Available data START

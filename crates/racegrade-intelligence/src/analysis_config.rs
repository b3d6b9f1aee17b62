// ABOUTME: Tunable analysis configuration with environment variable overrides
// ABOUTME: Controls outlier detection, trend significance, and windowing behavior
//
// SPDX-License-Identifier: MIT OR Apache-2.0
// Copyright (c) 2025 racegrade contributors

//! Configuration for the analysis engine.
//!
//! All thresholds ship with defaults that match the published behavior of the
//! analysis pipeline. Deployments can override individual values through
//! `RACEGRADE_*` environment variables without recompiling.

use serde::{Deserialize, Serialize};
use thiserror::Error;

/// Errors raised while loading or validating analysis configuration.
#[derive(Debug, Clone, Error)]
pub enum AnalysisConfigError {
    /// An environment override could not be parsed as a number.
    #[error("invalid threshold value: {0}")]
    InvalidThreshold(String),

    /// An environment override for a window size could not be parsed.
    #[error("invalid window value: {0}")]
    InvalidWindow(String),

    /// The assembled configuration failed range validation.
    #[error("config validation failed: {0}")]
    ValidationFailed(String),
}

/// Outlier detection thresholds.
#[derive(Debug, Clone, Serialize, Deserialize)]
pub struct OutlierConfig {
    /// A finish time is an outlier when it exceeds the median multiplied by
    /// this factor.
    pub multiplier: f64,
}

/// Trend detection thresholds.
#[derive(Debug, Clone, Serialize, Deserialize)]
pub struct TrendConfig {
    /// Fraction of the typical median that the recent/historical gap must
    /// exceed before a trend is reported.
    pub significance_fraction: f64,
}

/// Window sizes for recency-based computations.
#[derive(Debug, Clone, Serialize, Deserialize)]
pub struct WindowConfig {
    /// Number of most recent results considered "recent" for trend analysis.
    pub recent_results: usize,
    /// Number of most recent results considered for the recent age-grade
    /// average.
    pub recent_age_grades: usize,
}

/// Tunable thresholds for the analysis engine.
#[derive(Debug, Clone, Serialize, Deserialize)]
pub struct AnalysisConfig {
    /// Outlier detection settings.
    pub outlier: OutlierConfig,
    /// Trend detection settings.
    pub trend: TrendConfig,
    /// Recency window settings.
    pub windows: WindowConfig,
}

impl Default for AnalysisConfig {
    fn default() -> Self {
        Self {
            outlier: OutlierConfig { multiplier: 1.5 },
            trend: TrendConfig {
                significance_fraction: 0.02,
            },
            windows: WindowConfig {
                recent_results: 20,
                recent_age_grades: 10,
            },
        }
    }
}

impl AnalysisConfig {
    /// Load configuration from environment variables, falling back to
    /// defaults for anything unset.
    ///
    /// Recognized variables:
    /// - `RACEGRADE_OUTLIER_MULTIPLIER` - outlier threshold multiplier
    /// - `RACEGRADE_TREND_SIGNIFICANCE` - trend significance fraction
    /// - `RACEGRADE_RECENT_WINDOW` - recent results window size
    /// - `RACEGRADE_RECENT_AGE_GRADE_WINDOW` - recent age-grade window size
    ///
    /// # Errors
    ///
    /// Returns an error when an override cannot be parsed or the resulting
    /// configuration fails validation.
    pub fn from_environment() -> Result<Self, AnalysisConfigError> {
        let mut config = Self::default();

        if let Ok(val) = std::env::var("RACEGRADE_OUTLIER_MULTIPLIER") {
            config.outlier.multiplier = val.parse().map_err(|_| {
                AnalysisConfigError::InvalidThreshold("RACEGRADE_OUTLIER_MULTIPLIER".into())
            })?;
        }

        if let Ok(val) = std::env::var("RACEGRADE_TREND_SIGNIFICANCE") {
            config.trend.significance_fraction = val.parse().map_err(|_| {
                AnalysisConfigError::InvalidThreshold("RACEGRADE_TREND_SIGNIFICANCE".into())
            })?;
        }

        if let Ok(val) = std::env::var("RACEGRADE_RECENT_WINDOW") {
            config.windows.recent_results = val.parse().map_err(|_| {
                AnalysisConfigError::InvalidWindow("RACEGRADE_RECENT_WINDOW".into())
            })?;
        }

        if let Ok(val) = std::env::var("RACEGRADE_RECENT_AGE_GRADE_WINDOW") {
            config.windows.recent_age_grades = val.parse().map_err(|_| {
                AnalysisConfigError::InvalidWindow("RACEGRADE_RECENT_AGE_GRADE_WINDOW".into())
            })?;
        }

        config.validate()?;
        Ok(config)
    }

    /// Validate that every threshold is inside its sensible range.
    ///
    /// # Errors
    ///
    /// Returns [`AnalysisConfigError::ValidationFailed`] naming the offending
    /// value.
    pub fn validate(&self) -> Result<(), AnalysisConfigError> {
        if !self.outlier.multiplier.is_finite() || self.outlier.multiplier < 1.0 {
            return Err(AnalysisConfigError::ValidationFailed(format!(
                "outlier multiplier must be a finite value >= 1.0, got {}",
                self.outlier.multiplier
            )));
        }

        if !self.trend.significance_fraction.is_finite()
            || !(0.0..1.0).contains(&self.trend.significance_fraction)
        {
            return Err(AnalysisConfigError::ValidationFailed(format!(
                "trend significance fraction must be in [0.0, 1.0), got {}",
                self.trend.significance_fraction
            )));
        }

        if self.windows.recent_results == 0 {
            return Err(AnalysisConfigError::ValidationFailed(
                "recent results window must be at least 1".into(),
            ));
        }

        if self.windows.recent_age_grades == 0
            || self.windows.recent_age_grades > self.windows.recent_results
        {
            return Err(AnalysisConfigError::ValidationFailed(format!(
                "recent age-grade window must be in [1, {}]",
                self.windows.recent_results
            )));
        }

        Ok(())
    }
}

Available data END
Available data START

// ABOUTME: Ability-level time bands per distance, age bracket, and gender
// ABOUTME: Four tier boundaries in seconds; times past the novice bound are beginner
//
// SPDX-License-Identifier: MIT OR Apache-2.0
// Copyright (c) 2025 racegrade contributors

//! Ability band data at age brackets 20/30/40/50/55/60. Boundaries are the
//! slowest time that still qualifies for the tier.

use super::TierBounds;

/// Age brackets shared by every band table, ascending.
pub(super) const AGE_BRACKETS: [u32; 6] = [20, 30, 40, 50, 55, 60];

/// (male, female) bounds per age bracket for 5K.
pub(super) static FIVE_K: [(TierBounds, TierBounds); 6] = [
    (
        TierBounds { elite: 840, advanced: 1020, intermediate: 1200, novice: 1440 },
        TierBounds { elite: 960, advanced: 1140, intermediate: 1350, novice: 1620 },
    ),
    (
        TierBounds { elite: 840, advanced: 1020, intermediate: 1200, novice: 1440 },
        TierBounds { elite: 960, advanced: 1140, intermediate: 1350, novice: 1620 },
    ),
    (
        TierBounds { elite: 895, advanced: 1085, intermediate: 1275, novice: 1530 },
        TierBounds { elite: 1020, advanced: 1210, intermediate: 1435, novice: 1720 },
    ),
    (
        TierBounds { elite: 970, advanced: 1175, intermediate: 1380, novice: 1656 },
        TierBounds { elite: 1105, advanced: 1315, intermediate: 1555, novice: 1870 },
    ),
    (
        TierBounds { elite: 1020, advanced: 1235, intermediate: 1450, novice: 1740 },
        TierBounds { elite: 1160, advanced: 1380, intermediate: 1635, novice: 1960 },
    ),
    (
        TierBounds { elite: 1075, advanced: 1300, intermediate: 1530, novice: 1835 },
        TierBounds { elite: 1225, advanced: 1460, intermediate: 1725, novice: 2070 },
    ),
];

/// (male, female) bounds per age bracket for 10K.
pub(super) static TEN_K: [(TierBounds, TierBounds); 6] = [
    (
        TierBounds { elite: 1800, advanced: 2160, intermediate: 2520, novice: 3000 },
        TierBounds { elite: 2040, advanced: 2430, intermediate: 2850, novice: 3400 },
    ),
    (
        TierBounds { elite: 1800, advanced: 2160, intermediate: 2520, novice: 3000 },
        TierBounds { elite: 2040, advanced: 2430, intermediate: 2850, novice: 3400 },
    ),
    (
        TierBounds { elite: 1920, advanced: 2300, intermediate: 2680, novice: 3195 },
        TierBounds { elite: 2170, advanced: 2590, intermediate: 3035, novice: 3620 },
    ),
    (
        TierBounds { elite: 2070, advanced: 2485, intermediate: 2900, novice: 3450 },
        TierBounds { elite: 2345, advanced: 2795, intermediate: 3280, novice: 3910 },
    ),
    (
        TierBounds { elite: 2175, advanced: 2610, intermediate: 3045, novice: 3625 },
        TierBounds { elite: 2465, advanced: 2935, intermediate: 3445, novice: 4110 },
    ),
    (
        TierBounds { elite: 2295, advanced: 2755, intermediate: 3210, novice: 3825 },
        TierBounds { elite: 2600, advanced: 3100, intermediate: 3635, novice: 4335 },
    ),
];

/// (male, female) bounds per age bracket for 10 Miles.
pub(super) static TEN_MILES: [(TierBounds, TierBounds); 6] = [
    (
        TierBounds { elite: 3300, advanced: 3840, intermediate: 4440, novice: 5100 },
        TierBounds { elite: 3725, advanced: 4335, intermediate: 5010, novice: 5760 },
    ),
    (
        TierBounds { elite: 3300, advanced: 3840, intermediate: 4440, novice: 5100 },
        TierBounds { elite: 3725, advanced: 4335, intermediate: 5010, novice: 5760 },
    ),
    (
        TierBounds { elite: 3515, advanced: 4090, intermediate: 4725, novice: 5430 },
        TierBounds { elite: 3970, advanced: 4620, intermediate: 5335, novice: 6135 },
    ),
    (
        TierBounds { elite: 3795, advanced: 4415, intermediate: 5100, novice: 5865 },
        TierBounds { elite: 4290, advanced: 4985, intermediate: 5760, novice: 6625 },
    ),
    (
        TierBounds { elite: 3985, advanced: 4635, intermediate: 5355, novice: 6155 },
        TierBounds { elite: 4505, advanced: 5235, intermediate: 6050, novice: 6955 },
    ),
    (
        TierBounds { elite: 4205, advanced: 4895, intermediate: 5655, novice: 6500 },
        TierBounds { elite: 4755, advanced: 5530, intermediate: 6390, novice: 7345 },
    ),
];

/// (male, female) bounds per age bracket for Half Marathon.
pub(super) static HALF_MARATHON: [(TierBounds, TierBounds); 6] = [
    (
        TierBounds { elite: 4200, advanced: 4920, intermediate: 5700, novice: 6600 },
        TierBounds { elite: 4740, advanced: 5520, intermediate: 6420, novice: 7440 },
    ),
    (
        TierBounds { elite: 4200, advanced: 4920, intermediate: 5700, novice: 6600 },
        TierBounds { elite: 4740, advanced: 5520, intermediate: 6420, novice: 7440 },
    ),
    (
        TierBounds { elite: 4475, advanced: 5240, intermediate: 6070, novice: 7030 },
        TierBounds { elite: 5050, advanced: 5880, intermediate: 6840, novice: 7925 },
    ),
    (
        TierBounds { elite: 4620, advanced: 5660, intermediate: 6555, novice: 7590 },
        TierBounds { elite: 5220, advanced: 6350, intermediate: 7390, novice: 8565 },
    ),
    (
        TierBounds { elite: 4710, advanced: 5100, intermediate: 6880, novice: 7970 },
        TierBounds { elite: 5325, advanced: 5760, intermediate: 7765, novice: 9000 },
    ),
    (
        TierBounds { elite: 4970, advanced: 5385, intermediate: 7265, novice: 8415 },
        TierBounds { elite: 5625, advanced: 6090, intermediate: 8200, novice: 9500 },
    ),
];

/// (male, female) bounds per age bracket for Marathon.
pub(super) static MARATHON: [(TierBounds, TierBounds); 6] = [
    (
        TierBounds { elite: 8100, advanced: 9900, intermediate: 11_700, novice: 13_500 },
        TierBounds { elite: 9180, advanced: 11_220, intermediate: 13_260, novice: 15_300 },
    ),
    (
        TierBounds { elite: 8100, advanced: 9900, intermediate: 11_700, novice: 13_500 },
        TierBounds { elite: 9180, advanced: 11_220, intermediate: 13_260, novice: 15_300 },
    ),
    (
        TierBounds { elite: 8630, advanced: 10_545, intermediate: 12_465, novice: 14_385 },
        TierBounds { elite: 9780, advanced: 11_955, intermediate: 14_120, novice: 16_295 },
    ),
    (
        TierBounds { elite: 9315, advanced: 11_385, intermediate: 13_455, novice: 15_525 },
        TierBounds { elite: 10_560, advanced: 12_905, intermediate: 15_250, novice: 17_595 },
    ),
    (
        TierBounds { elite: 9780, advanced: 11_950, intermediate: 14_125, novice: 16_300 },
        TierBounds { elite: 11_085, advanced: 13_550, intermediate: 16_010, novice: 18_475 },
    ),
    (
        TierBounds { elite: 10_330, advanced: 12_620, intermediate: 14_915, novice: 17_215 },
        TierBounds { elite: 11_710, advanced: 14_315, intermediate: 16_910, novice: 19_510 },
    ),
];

Available data END

Aim of the task: Out of the data above, set down the lines from the one with "filename crates/racegrade-intelligence/src/analysis_config.rs" to the one with "recent/historical gap must", both included, exactly as written and with no additions.

Written answer:
filename crates/racegrade-intelligence/src/analysis_config.rs
repository b3d6b9f1aee17b62
// ABOUTME: Tunable analysis configuration with environment variable overrides
// ABOUTME: Controls outlier detection, trend significance, and windowing behavior
//
// SPDX-License-Identifier: MIT OR Apache-2.0
// Copyright (c) 2025 racegrade contributors

//! Configuration for the analysis engine.
//!
//! All thresholds ship with defaults that match the published behavior of the
//! analysis pipeline. Deployments can override individual values through
//! `RACEGRADE_*` environment variables without recompiling.

use serde::{Deserialize, Serialize};
use thiserror::Error;

/// Errors raised while loading or validating analysis configuration.
#[derive(Debug, Clone, Error)]
pub enum AnalysisConfigError {
    /// An environment override could not be parsed as a number.
    #[error("invalid threshold value: {0}")]
    InvalidThreshold(String),

    /// An environment override for a window size could not be parsed.
    #[error("invalid window value: {0}")]
    InvalidWindow(String),

    /// The assembled configuration failed range validation.
    #[error("config validation failed: {0}")]
    ValidationFailed(String),
}

/// Outlier detection thresholds.
#[derive(Debug, Clone, Serialize, Deserialize)]
pub struct OutlierConfig {
    /// A finish time is an outlier when it exceeds the median multiplied by
    /// this factor.
    pub multiplier: f64,
}

/// Trend detection thresholds.
#[derive(Debug, Clone, Serialize, Deserialize)]
pub struct TrendConfig {
    /// Fraction of the typical median that the recent/historical gap must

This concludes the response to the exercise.